A DEEPER UNDERSTANDING OF REGIONAL DIFFERENCES

Your next charge is to understand more about the regional differences in performance of sales of PharmaInc's major product. You realize that you have already gone a long way toward answering this question. Yes, there are statistical differences between regions, as indicated by the oneway comparison circles in the section “Uncovering Relationships: Prescriptions versus Region with Fit Y by X.” You can say that, in terms of total prescriptions written over the eight-month period, the regions fall into five or six groupings, as shown in Exhibits 8.17 and 8.20. The important questions now revolve around the practical importance of such differences and which chunk variables are related to the differences.

So at this point, you want to go beyond simply the counts of prescriptions written. Again, you have already done some of the work to understand the relationship between the number of prescriptions and the number of visits. Now you want to see if you can gain additional insight by seeing this from the perspective of your sales reps, and by taking into account behavior over time. In fact, when you think about this, you realize that you would like to see, on a year-to-date basis, how the number of prescriptions written by each sales rep's physicians is related to the total number of visits. But you would also like to be able to visualize the effect of the total number of physicians assigned to a sales rep and to easily identify the sales rep's region. In short, you want a more informative version of the scatterplots presented in the bivariate reports in “Uncovering Relationships: Prescriptions versus Visits by Region” section.

You have seen demonstrations of JMP's Bubble Plot using animation to show changes in the scatter of points over time. You quickly realize that you must do some data preparation before using such a visualization. So you summarize your data across sales reps and define year-to-date summaries of Prescriptions and Visits, producing the table partially shown in Exhibit 8.24.

Image described by caption/surrounding text.

Exhibit 8.24 Partial View of Summary Table with YTD Aggregation

You recall there are 102 sales reps (Exhibit 8.5). There should be eight YTD values for each sales rep, so the summary table you just made should contain 816 rows, which it does.

Now you are ready to construct an animated bubble plot. You decide to look at the relationship between Prescriptions YTD (Y) and Visits YTD (X), with bubbles sized by Number of Physicians and colored by Region Name, over the time period defined by Date. You enter Region Name and Salesrep Name as ID columns, in that order. This will allow you to use the drill-down capability of the bubble plot (see Exhibit 8.13). After completing the Bubble Plot dialog, you obtain Exhibit 8.25 (showing the relationship between Prescriptions YTD and Visits YTD for May 2014). The saved script is Bubble Plot 1.

Snapshot showing the Bubble Plot for Prescriptions YTD versus Visits YTD.

Exhibit 8.25 Bubble Plot for Prescriptions YTD versus Visits YTD, May 2014

Now you take a moment to figure out what is being plotted. The vertical center of each bubble is at the average of Prescriptions YTD for the given region. The horizontal center is at the average of Visits YTD for the given region. The sizes of the bubbles are proportional to the number of physicians in the regions. By using the Date slider at the bottom left of the plot, you can follow the relationship through the eight-month period to December 2014.

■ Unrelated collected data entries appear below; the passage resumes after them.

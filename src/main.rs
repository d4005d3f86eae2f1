//! Terminal Flappy Bird runner (default binary).
//!
//! crossterm input, a fixed-rate session from the engine crate and the
//! framebuffer renderer from the term crate.

use std::time::{Duration, SystemTime, UNIX_EPOCH};

use anyhow::{anyhow, Result};
use crossterm::event::{self, Event, KeyEventKind};
use log::info;

use tui_flappy::cli::{init_logging, load_tuning, parse_run_args, RunConfig};
use tui_flappy::core::{GameSnapshot, GameState, Tuning};
use tui_flappy::engine::{Clock, GameSession, MonotonicClock};
use tui_flappy::input::{handle_event, should_quit};
use tui_flappy::term::{FrameBuffer, GameView, RenderThrottle, TerminalRenderer, Viewport};
use tui_flappy::theme::{Character, ThemeCatalog};

/// Redraw interval while nothing moves (start screen, game over).
const IDLE_REDRAW_MS: u64 = 250;

fn main() -> Result<()> {
    let args: Vec<String> = std::env::args().skip(1).collect();
    let config = parse_run_args(&args)?;
    if let Some(path) = init_logging()? {
        info!("logging to {}", path.display());
    }

    let catalog = match &config.themes_dir {
        Some(dir) => ThemeCatalog::load(dir),
        None => ThemeCatalog::builtin(),
    };
    if config.list_themes {
        for theme in catalog.themes() {
            println!("{:<8} {:<12} {}", theme.id, theme.name, theme.description);
        }
        return Ok(());
    }

    let tuning = match &config.tuning {
        Some(path) => load_tuning(path)?,
        None => Tuning::default(),
    };
    let character = Character::by_id(config.character)
        .ok_or_else(|| anyhow!("unknown character id: {}", config.character))?;
    let theme = catalog.get_or_default(&config.theme);
    let view = GameView::new(tuning, theme, character);

    let mut term = TerminalRenderer::new();
    term.enter()?;
    let result = run(&mut term, &view, &config, tuning);

    // Always try to restore terminal state.
    let _ = term.exit();
    result
}

fn run(term: &mut TerminalRenderer, view: &GameView, config: &RunConfig, tuning: Tuning) -> Result<()> {
    let seed = config.seed.unwrap_or_else(seed_from_time);
    info!("seed {}, theme '{}', character {}", seed, config.theme, config.character);

    let clock = MonotonicClock::new();
    let mut session = GameSession::new(GameState::with_tuning(seed, tuning), &clock);

    let (w, h) = crossterm::terminal::size().unwrap_or((80, 24));
    let mut fb = FrameBuffer::new(w, h);
    let mut snap = GameSnapshot::default();
    let mut throttle = RenderThrottle::new(IDLE_REDRAW_MS);

    let result = loop {
        session.snapshot_into(&mut snap);
        if throttle.should_render(clock.now_ms(), &snap) {
            let (w, h) = crossterm::terminal::size().unwrap_or((80, 24));
            view.render_into(&snap, Viewport::new(w, h), &mut fb);
            if let Err(e) = term.present(&mut fb) {
                break Err(e);
            }
        }

        // Block on input until the next tick is due.
        let timeout = session
            .scheduler()
            .time_until_next_tick()
            .unwrap_or(Duration::from_millis(IDLE_REDRAW_MS));
        match poll_input(timeout) {
            Ok(Some(ev)) => {
                if let Event::Key(key) = &ev {
                    if key.kind != KeyEventKind::Release && should_quit(*key) {
                        break Ok(());
                    }
                }
                if let Event::Resize(..) = &ev {
                    term.invalidate();
                    throttle.invalidate();
                }
                if let Some(action) = handle_event(&ev) {
                    session.handle_input(action);
                }
            }
            Ok(None) => {}
            Err(e) => break Err(e),
        }

        session.frame();
    };

    session.shutdown();
    result
}

fn poll_input(timeout: Duration) -> Result<Option<Event>> {
    if event::poll(timeout)? {
        Ok(Some(event::read()?))
    } else {
        Ok(None)
    }
}

fn seed_from_time() -> u32 {
    SystemTime::now()
        .duration_since(UNIX_EPOCH)
        .map(|d| d.subsec_nanos() ^ d.as_secs() as u32)
        .unwrap_or(1)
}
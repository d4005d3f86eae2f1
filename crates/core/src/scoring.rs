//! Scoring - decides which obstacles have just been passed.
//!
//! An obstacle's scoring coordinate is its horizontal midpoint
//! (`x + scoring_offset`). It scores on the first tick that coordinate lies in
//! the bird's span `[bird_x, bird_x + bird_size)` and only if its identity has
//! not been scored before. Identities are versioned by the pool, so a scored
//! entry never matches a later obstacle that reuses the same slot.

use std::collections::HashSet;

use arrayvec::ArrayVec;

use crate::physics::Obstacle;
use crate::tuning::Tuning;
use crate::types::{ObstacleId, OBSTACLE_POOL_SIZE};

/// Identities scored on a single tick (bounded by the live obstacle count).
pub type NewlyScored = ArrayVec<ObstacleId, OBSTACLE_POOL_SIZE>;

/// Scoring coordinate of an obstacle.
pub fn scoring_x(obstacle: &Obstacle, tuning: &Tuning) -> f32 {
    obstacle.x + tuning.scoring_offset
}

/// Whether the obstacle's scoring coordinate lies within the bird's span.
pub fn in_scoring_span(obstacle: &Obstacle, tuning: &Tuning) -> bool {
    let sx = scoring_x(obstacle, tuning);
    sx >= tuning.bird_x && sx < tuning.bird_x + tuning.bird_size
}

/// Obstacles that score this tick: in span and not yet in `scored`.
pub fn newly_scored(
    obstacles: &[Obstacle],
    scored: &HashSet<ObstacleId>,
    tuning: &Tuning,
) -> NewlyScored {
    obstacles
        .iter()
        .filter(|o| in_scoring_span(o, tuning) && !scored.contains(&o.id))
        .map(|o| o.id)
        .collect()
}
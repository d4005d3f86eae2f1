//! Physics & spawner - one tick of world motion as a pure function.
//!
//! Reads a borrowed [`GameState`] and returns a [`PhysicsStep`] describing the
//! next bird kinematics, obstacle set, decorations and ground scroll. The RNG
//! and obstacle pool are copied in and handed back advanced, so the input
//! state is never touched.

use arrayvec::ArrayVec;
use log::trace;

use crate::game_state::GameState;
use crate::pool::ObstaclePool;
use crate::rng::SimpleRng;
use crate::tuning::Tuning;
use crate::types::{ObstacleId, DECORATION_COUNT, OBSTACLE_POOL_SIZE};

/// Live obstacle sequence, ordered by spawn time (rightmost last).
pub type Obstacles = ArrayVec<Obstacle, OBSTACLE_POOL_SIZE>;

/// A paired top/bottom barrier.
///
/// `gap_top` is the height of the top segment; `gap_bottom` is the height of
/// the bottom segment measured up from the bottom of the playfield.
#[derive(Debug, Clone, Copy, PartialEq)]
pub struct Obstacle {
    pub id: ObstacleId,
    pub x: f32,
    pub gap_top: f32,
    pub gap_bottom: f32,
}

/// Background cloud. Purely cosmetic.
#[derive(Debug, Clone, Copy, PartialEq)]
pub struct Decoration {
    pub x: f32,
    pub y: f32,
    pub speed: f32,
}

impl Decoration {
    pub const fn new(x: f32, y: f32, speed: f32) -> Self {
        Self { x, y, speed }
    }
}

/// Starting cloud layout; each cloud keeps its parallax speed for its lifetime.
pub const INITIAL_DECORATIONS: [Decoration; DECORATION_COUNT] = [
    Decoration::new(100.0, 50.0, 1.0),
    Decoration::new(300.0, 150.0, 1.5),
    Decoration::new(500.0, 100.0, 0.75),
];

/// Result of advancing the world by one tick.
#[derive(Debug, Clone, PartialEq)]
pub struct PhysicsStep {
    pub velocity: f32,
    /// Bird y after the ceiling clamp (always `>= 0`).
    pub bird_y: f32,
    pub obstacles: Obstacles,
    pub decorations: [Decoration; DECORATION_COUNT],
    pub ground_offset: f32,
    /// Identity of the obstacle spawned this tick, if any.
    pub spawned: Option<ObstacleId>,
    pub rng: SimpleRng,
    pub pool: ObstaclePool,
}

/// Advance bird, obstacles, decorations and ground by one tick.
pub fn advance_physics(state: &GameState) -> PhysicsStep {
    let tuning = state.tuning();
    let mut rng = state.rng;
    let mut pool = state.pool;

    let velocity = (state.velocity() + tuning.gravity).min(tuning.max_velocity);
    let bird_y = (state.bird_y() + velocity).max(0.0);

    let mut obstacles = move_obstacles(state.obstacles(), tuning);
    let spawned = spawn_obstacle(&mut obstacles, tuning, &mut rng, &mut pool);
    let decorations = move_decorations(state.decorations(), tuning, &mut rng);
    let ground_offset =
        (state.ground_offset() - tuning.pipe_speed).rem_euclid(2.0 * tuning.playfield_width);

    PhysicsStep {
        velocity,
        bird_y,
        obstacles,
        decorations,
        ground_offset,
        spawned,
        rng,
        pool,
    }
}

/// Shift every obstacle left and drop those fully past the left edge.
pub fn move_obstacles(obstacles: &[Obstacle], tuning: &Tuning) -> Obstacles {
    obstacles
        .iter()
        .map(|o| Obstacle {
            x: o.x - tuning.pipe_speed,
            ..*o
        })
        .filter(|o| o.x > -tuning.obstacle_width)
        .collect()
}

/// Append a new obstacle when the sequence is empty or the rightmost one has
/// crossed the spawn threshold.
///
/// A full sequence skips the spawn; the check repeats on the next tick.
pub fn spawn_obstacle(
    obstacles: &mut Obstacles,
    tuning: &Tuning,
    rng: &mut SimpleRng,
    pool: &mut ObstaclePool,
) -> Option<ObstacleId> {
    let due = match obstacles.last() {
        None => true,
        Some(rightmost) => rightmost.x < tuning.spawn_threshold,
    };
    if !due {
        return None;
    }
    if obstacles.is_full() {
        trace!("spawn deferred: all {} obstacle slots live", obstacles.len());
        return None;
    }

    let gap_top = rng.next_f32_range(tuning.min_gap_top, tuning.max_gap_top);
    let id = pool.acquire();
    obstacles.push(Obstacle {
        id,
        x: tuning.spawn_x,
        gap_top,
        gap_bottom: tuning.gap_bottom_for(gap_top),
    });
    trace!("spawned obstacle {:?} gap_top={:.1}", id, gap_top);
    Some(id)
}

/// Scroll decorations at their own speed, wrapping to the right edge with a
/// fresh vertical offset once they leave on the left.
pub fn move_decorations(
    decorations: &[Decoration; DECORATION_COUNT],
    tuning: &Tuning,
    rng: &mut SimpleRng,
) -> [Decoration; DECORATION_COUNT] {
    let mut out = *decorations;
    for d in out.iter_mut() {
        d.x -= d.speed;
        if d.x < -tuning.decoration_width {
            d.x = tuning.playfield_width + tuning.decoration_margin;
            d.y = rng.next_f32_range(0.0, tuning.decoration_max_y);
        }
    }
    out
}
/// A selectable bird.
#[derive(Debug, Clone, Copy, PartialEq, Eq)]
pub struct Character {
    pub id: u32,
    pub name: &'static str,
    pub image: &'static str,
    pub sprite_sheet: &'static str,
    /// Glyph used by text renderers.
    pub glyph: char,
}

pub const CHARACTERS: [Character; 3] = [
    Character {
        id: 1,
        name: "Bird 1",
        image: "characters/char_01.png",
        sprite_sheet: "characters/bird1_sprite.png",
        glyph: '@',
    },
    Character {
        id: 2,
        name: "Bird 2",
        image: "characters/char_02.png",
        sprite_sheet: "characters/bird2_sprite.png",
        glyph: '&',
    },
    Character {
        id: 3,
        name: "Bird 3",
        image: "characters/char_03.png",
        sprite_sheet: "characters/bird3_sprite.png",
        glyph: '%',
    },
];

impl Character {
    pub fn by_id(id: u32) -> Option<&'static Character> {
        CHARACTERS.iter().find(|c| c.id == id)
    }

    pub fn default_character() -> &'static Character {
        &CHARACTERS[0]
    }
}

Notice that you can animate the plot by clicking the right-pointing arrow in the animation controls at the bottom left of the window. You do this and find it interesting that the two top regions, as shown in the December plot, achieve the same general average prescription totals, yet one requires many more visits, on average, than the other.

To help find out which regions these are, you select Label > All from the red triangle menu in the plot report. The labels appear on the plot and you see that the regions of interest are Midlands and Northern England. Now, Midlands was part of the promotion, while Northern England was not. You find it striking that Midlands achieved roughly the same mean number of prescriptions per sales rep as did Northern England with far fewer visits. But, you note, the Midlands, whose bubble is smaller than Northern England's, evidently has fewer physicians (it looks to be about half as many as in Northern England).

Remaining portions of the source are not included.